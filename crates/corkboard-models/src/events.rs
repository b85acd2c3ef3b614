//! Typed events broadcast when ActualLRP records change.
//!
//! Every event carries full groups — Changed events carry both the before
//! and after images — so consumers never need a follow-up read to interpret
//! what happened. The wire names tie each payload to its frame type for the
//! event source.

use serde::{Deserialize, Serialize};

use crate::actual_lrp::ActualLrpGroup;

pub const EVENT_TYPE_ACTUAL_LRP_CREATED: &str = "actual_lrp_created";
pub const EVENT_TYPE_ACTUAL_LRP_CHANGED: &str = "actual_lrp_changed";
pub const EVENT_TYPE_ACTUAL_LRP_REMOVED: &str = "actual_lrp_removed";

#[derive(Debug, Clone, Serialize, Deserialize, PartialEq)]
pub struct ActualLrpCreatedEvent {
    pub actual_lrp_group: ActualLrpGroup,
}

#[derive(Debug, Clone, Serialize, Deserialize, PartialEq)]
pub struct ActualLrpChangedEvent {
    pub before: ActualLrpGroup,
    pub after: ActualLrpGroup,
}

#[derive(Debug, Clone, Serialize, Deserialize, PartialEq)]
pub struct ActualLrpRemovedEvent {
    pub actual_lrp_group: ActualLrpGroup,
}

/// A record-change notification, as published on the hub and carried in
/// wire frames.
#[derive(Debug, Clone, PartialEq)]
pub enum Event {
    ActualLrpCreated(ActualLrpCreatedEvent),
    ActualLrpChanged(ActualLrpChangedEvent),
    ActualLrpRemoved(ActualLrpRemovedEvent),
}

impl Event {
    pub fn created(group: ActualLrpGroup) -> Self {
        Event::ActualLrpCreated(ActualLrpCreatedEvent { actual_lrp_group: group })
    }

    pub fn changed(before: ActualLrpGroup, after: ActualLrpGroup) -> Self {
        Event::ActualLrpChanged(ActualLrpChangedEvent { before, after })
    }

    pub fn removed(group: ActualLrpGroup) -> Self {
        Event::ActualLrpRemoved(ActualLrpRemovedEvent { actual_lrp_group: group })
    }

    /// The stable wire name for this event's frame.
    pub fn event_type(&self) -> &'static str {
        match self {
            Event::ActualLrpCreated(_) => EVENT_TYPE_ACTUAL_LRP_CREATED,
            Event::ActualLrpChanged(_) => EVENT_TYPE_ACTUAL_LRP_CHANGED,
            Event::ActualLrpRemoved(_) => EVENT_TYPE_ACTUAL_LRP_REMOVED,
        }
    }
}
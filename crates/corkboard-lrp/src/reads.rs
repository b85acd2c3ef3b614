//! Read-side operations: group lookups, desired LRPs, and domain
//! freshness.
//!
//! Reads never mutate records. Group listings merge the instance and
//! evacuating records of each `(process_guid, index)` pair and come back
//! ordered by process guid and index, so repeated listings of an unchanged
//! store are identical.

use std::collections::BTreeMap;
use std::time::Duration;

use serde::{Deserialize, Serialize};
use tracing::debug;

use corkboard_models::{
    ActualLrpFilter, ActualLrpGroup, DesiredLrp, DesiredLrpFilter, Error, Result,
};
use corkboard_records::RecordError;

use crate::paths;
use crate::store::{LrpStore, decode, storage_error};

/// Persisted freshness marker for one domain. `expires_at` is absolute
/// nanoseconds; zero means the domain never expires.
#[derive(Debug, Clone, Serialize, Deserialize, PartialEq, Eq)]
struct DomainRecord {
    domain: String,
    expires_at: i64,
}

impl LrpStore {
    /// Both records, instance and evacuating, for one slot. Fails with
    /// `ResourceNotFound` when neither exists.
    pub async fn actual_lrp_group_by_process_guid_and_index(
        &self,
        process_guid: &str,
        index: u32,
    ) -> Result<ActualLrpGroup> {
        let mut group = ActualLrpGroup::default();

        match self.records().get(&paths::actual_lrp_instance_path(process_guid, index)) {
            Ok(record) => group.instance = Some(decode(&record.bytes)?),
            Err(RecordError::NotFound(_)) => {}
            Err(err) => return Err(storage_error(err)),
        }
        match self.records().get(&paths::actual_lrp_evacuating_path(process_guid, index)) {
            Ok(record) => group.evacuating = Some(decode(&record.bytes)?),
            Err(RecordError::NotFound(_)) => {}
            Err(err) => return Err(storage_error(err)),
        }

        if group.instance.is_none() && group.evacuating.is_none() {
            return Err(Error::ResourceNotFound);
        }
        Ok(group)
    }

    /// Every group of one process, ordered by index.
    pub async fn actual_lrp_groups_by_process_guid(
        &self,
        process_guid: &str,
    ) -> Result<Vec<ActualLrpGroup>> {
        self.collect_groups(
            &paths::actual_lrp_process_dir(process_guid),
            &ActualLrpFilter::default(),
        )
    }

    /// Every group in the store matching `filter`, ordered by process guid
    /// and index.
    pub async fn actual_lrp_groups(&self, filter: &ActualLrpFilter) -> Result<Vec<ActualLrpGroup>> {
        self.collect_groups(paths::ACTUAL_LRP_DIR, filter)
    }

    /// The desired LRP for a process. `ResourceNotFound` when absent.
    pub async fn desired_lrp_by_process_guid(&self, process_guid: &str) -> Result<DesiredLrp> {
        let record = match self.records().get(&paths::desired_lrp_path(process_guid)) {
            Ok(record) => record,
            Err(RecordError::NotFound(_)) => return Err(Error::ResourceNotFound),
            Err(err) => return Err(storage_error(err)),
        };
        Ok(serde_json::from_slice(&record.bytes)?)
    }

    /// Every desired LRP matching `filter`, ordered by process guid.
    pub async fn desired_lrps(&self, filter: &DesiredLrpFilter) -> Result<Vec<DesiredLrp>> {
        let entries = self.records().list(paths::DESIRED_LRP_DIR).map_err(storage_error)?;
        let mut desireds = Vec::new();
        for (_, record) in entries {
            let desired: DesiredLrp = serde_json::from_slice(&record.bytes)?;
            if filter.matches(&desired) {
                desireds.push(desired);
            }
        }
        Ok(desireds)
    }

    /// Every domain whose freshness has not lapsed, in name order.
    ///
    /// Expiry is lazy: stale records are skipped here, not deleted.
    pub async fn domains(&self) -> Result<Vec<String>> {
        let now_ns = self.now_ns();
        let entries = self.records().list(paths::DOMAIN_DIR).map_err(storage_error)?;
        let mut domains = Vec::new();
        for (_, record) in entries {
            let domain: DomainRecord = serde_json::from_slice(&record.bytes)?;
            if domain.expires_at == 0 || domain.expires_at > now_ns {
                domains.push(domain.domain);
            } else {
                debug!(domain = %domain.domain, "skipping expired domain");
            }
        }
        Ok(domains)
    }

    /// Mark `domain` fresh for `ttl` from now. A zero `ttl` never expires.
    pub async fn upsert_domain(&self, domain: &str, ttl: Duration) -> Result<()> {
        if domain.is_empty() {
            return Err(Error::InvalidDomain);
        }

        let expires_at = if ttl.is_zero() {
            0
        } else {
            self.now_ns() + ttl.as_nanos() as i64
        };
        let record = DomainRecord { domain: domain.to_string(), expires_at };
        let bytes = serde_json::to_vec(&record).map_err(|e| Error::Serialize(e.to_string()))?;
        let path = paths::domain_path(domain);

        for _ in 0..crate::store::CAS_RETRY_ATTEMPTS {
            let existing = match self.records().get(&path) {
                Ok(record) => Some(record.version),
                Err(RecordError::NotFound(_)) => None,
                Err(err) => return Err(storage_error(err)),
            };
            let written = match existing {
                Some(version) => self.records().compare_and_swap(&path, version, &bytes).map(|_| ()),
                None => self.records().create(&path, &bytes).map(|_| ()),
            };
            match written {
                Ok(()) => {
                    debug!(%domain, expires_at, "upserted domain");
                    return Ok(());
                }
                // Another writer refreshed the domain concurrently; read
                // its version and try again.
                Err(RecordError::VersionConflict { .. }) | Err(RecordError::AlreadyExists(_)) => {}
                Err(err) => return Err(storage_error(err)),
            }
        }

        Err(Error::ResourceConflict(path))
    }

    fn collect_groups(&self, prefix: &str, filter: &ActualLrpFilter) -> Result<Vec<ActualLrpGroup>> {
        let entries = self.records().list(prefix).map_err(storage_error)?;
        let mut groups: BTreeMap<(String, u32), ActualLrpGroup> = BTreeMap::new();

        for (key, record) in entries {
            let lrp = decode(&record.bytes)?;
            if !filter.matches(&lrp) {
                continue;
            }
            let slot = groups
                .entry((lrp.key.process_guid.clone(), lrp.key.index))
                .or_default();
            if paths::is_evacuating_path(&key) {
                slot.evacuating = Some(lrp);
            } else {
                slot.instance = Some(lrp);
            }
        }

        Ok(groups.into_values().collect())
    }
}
———
REQUIRED ACTION — Reprint the data above from the opening line to the line holding "pub const EVENT_TYPE_ACTUAL_LRP_CHANGED: &str", inclusive, and nothing else.

RESPONSE TO THE TASK —
filename crates/corkboard-models/src/events.rs
repository b85acd2c3ef3b614
//! Typed events broadcast when ActualLRP records change.
//!
//! Every event carries full groups — Changed events carry both the before
//! and after images — so consumers never need a follow-up read to interpret
//! what happened. The wire names tie each payload to its frame type for the
//! event source.

use serde::{Deserialize, Serialize};

use crate::actual_lrp::ActualLrpGroup;

pub const EVENT_TYPE_ACTUAL_LRP_CREATED: &str = "actual_lrp_created";
pub const EVENT_TYPE_ACTUAL_LRP_CHANGED: &str = "actual_lrp_changed";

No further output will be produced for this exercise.